The seemingly boring part of the project is preparing the stock. This includes cutting to rough length, jointing the faces, planing both sides, jointing a clean edge. Finally, ripping to width and cutting to length.
Some of the steps desire more attention than they are commonly given. With rough sawn lumber, you need to surface all of the sides and will encounter warps and twists. As you sight down the boards, these are most commonly seen near knots or the twisted grain that was near a knot. If you want to maximize your usable lumber size and avoid as much unwanted movement (warping) as possible in later stages, the pieces need to be cut to rough length first. You don’t want to end up with a bunch of 2 foot sticks (and lose wood to jointer and planer snipe), but with careful selection you can often avoid losing 1/2-1″ of usable width and easily 1/4″ of usable thickness. This is due to the rough planks simply not being perfectly straight and flat.

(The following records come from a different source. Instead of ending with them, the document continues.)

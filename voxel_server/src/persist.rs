//! World snapshot persistence.
//!
//! The snapshot is one JSON document:
//!
//! ```json
//! { "version": 2,
//!   "chunks": { "0,0": [1, 1, 2, ...] },
//!   "players": [{ "id": "ab12cd34", "name": "Bob", "pos": {"x":16,"y":13,"z":16}, "health": 20 }] }
//! ```
//!
//! Version 1 files carry chunks only. Writes go to `<file>.tmp` first and
//! are renamed over the canonical path.
//!
//! Saving is split in two: [`SnapshotStore::prepare`] serializes on the
//! caller's thread and [`PendingSave::write`] does the file IO, so the
//! write can run on a blocking thread. Each prepared save carries a sequence
//! number; a write older than the last one on disk is skipped.

use std::{
    collections::BTreeMap,
    ffi::OsString,
    fs,
    path::{Path, PathBuf},
    sync::{
        atomic::{AtomicU64, Ordering},
        Arc, Mutex, PoisonError,
    },
};

use anyhow::Context;
use serde::{Deserialize, Serialize};
use voxel_shared::math::Vec3;

/// Version written by this server.
pub const SNAPSHOT_VERSION: u32 = 2;

/// Persisted player.
#[derive(Debug, Clone, PartialEq, Serialize, Deserialize)]
pub struct PlayerRecord {
    pub id: String,
    pub name: String,
    pub pos: Vec3,
    pub health: i32,
}

/// Serializable view of the world.
#[derive(Debug, Clone, PartialEq, Serialize, Deserialize)]
pub struct WorldSnapshot {
    pub version: u32,
    #[serde(default)]
    pub chunks: BTreeMap<String, Vec<u16>>,
    #[serde(default)]
    pub players: Vec<PlayerRecord>,
}

impl Default for WorldSnapshot {
    fn default() -> Self {
        Self {
            version: SNAPSHOT_VERSION,
            chunks: BTreeMap::new(),
            players: Vec::new(),
        }
    }
}

/// Reads and atomically writes the snapshot file.
#[derive(Debug, Clone)]
pub struct SnapshotStore {
    path: PathBuf,
    issued: Arc<AtomicU64>,
    /// Sequence number of the newest snapshot on disk. Held while writing.
    written: Arc<Mutex<u64>>,
}

/// A serialized snapshot waiting to be written.
#[derive(Debug)]
pub struct PendingSave {
    store: SnapshotStore,
    seq: u64,
    data: Vec<u8>,
}

impl SnapshotStore {
    pub fn new(path: impl Into<PathBuf>) -> Self {
        Self {
            path: path.into(),
            issued: Arc::new(AtomicU64::new(0)),
            written: Arc::new(Mutex::new(0)),
        }
    }

    pub fn path(&self) -> &Path {
        &self.path
    }

    fn tmp_path(&self) -> PathBuf {
        let mut name: OsString = self.path.as_os_str().to_owned();
        name.push(".tmp");
        PathBuf::from(name)
    }

    /// Serializes `snapshot` for a later [`PendingSave::write`].
    pub fn prepare(&self, snapshot: &WorldSnapshot) -> anyhow::Result<PendingSave> {
        let data = serde_json::to_vec(snapshot).context("serialize snapshot")?;
        Ok(PendingSave {
            store: self.clone(),
            seq: self.issued.fetch_add(1, Ordering::Relaxed) + 1,
            data,
        })
    }

    /// Serializes and writes in one step.
    pub fn save(&self, snapshot: &WorldSnapshot) -> anyhow::Result<()> {
        self.prepare(snapshot)?.write().map(|_| ())
    }

    /// Returns `Ok(None)` when no snapshot exists yet.
    pub fn load(&self) -> anyhow::Result<Option<WorldSnapshot>> {
        let data = match fs::read(&self.path) {
            Ok(data) => data,
            Err(e) if e.kind() == std::io::ErrorKind::NotFound => return Ok(None),
            Err(e) => return Err(e).with_context(|| format!("read {}", self.path.display())),
        };
        let mut snapshot: WorldSnapshot = serde_json::from_slice(&data)
            .with_context(|| format!("parse {}", self.path.display()))?;
        if snapshot.version < 2 {
            snapshot.players.clear();
        }
        Ok(Some(snapshot))
    }
}

impl PendingSave {
    /// Writes the snapshot through the temp file. Returns `Ok(false)` when a
    /// newer snapshot was already written.
    pub fn write(self) -> anyhow::Result<bool> {
        let store = &self.store;
        let mut written = store
            .written
            .lock()
            .unwrap_or_else(PoisonError::into_inner);
        if *written >= self.seq {
            return Ok(false);
        }
        if let Some(dir) = store.path.parent().filter(|d| !d.as_os_str().is_empty()) {
            fs::create_dir_all(dir).with_context(|| format!("create {}", dir.display()))?;
        }
        let tmp = store.tmp_path();
        fs::write(&tmp, &self.data).with_context(|| format!("write {}", tmp.display()))?;
        fs::rename(&tmp, &store.path)
            .with_context(|| format!("rename {} -> {}", tmp.display(), store.path.display()))?;
        *written = self.seq;
        Ok(true)
    }
}
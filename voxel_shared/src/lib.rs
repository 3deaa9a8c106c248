//! `voxel_shared`
//!
//! Libraries shared by the voxel server, the verification client and tests.
//!
//! - `config`: server configuration (defaults, JSON, environment)
//! - `math`: small vector type used for positions
//! - `chunk`: 32³ voxel grid and its wire encoding
//! - `net`: client protocol messages and the inbound schema gate
//! - `scheduler`: fixed-step tick source
//!
//! No `unsafe`.

pub mod chunk;
pub mod config;
pub mod math;
pub mod net;
pub mod scheduler;
//! Mobs: wandering AI and contact damage.

use std::collections::BTreeMap;

use rand::Rng;
use tokio::time::Instant;
use uuid::Uuid;
use voxel_shared::{
    math::Vec3,
    net::{MobUpdate, ServerMessage},
};

use crate::session::{ConnId, Session, SPAWN_POINT};

pub const MOB_HEALTH: i32 = 10;
/// Horizontal speed in blocks per second.
pub const MOB_SPEED: f32 = 2.0;
/// Spawn height, one block above typical ground.
pub const MOB_SPAWN_Y: f32 = 11.0;
/// Mobs spawn within this many blocks (per axis) around the spawn column.
pub const MOB_SPAWN_SPREAD: f32 = 10.0;

/// Squared distance at which a mob hurts a player.
pub const CONTACT_RANGE_SQ: f32 = 2.25;
pub const CONTACT_DAMAGE: i32 = 2;

/// Player melee reach.
pub const ATTACK_RANGE: f32 = 8.0;
pub const ATTACK_DAMAGE: i32 = 3;

const WANDER_MIN_TICKS: i32 = 10;
const WANDER_MAX_TICKS: i32 = 30;

/// A simulated creature.
#[derive(Debug, Clone, PartialEq)]
pub struct Mob {
    pub id: String,
    pub position: Vec3,
    pub velocity: Vec3,
    /// Ticks until the next heading change.
    pub wander_ticks: i32,
    pub health: i32,
}

impl Mob {
    pub fn new(id: String, position: Vec3) -> Self {
        Self {
            id,
            position,
            velocity: Vec3::ZERO,
            wander_ticks: 0,
            health: MOB_HEALTH,
        }
    }

    /// Random spot around the spawn column.
    pub fn spawn(id: String, rng: &mut impl Rng) -> Self {
        let x = SPAWN_POINT.x + (rng.gen::<f32>() - 0.5) * MOB_SPAWN_SPREAD;
        let z = SPAWN_POINT.z + (rng.gen::<f32>() - 0.5) * MOB_SPAWN_SPREAD;
        Self::new(id, Vec3::new(x, MOB_SPAWN_Y, z))
    }

    /// Counts down the wander timer and picks a new heading when it runs out.
    pub fn wander(&mut self, rng: &mut impl Rng) {
        self.wander_ticks -= 1;
        if self.wander_ticks <= 0 {
            self.wander_ticks = rng.gen_range(WANDER_MIN_TICKS..=WANDER_MAX_TICKS);
            let angle = rng.gen::<f32>() * std::f32::consts::TAU;
            self.velocity = Vec3::new(angle.cos() * MOB_SPEED, 0.0, angle.sin() * MOB_SPEED);
        }
    }

    /// Moves by one sub-step. Returns whether the mob moved.
    pub fn integrate(&mut self, dt: f32) -> bool {
        let step = self.velocity.scale(dt);
        if step == Vec3::ZERO {
            return false;
        }
        self.position += step;
        true
    }

    pub fn update(&self) -> MobUpdate {
        MobUpdate {
            id: self.id.clone(),
            pos: self.position.rounded(),
        }
    }
}

/// Fresh 4-character mob id not present in `mobs`.
pub fn new_mob_id(mobs: &BTreeMap<String, Mob>) -> String {
    loop {
        let mut id = Uuid::new_v4().simple().to_string();
        id.truncate(4);
        if !mobs.contains_key(&id) {
            return id;
        }
    }
}

/// Message produced during simulation, delivered after the mob pass.
#[derive(Debug, Clone, PartialEq)]
pub enum Outgoing {
    Broadcast(ServerMessage),
    Direct(ConnId, ServerMessage),
}

/// Hurts every vulnerable online player touching `mob_pos`. Lethal hits
/// respawn the player. Returns whether anyone was hurt.
pub fn apply_contact_damage<'a>(
    mob_pos: Vec3,
    sessions: impl Iterator<Item = &'a mut Session>,
    now: Instant,
    out: &mut Vec<Outgoing>,
) -> bool {
    let mut hurt = false;
    for s in sessions {
        if !s.is_online() || s.health <= 0 {
            continue;
        }
        if s.position.distance_sq(mob_pos) >= CONTACT_RANGE_SQ || s.is_invulnerable(now) {
            continue;
        }
        hurt = true;
        let lethal = s.take_hit(CONTACT_DAMAGE, now);
        out.push(Outgoing::Broadcast(ServerMessage::PlayerDamage {
            player_id: s.id.clone(),
            health: s.health,
        }));
        if lethal {
            s.respawn();
            if let Some(conn) = s.conn {
                out.push(Outgoing::Direct(
                    conn,
                    ServerMessage::PlayerState {
                        player_id: s.id.clone(),
                        position: s.position,
                        rotation: None,
                    },
                ));
            }
            out.push(Outgoing::Broadcast(ServerMessage::PlayerDamage {
                player_id: s.id.clone(),
                health: s.health,
            }));
        }
    }
    hurt
}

I start by looking for the pieces that I need for the longest sections. In the case of the bed this includes the side rails, head and foot board cross rails and the legs. I look for clean sections of wood that will accommodate these pieces in length and width and for those most visible also having pleasing grain. I look for splits and knots to avoid and leave a few inches of excess length and crosscut. This leaves a stack of random length boards that are ready to head to the jointer.
On the first face passes through the jointer you need to look for: 1. warp / cupping along the length 2. twist of the wood (basically diagonal corners touching the jointer bed 3. grain direction to avoid tear-out. Like many others (and many articles on planing), hate having grain tear out but it really does not matter, if you cannot first get a straight and flat plank.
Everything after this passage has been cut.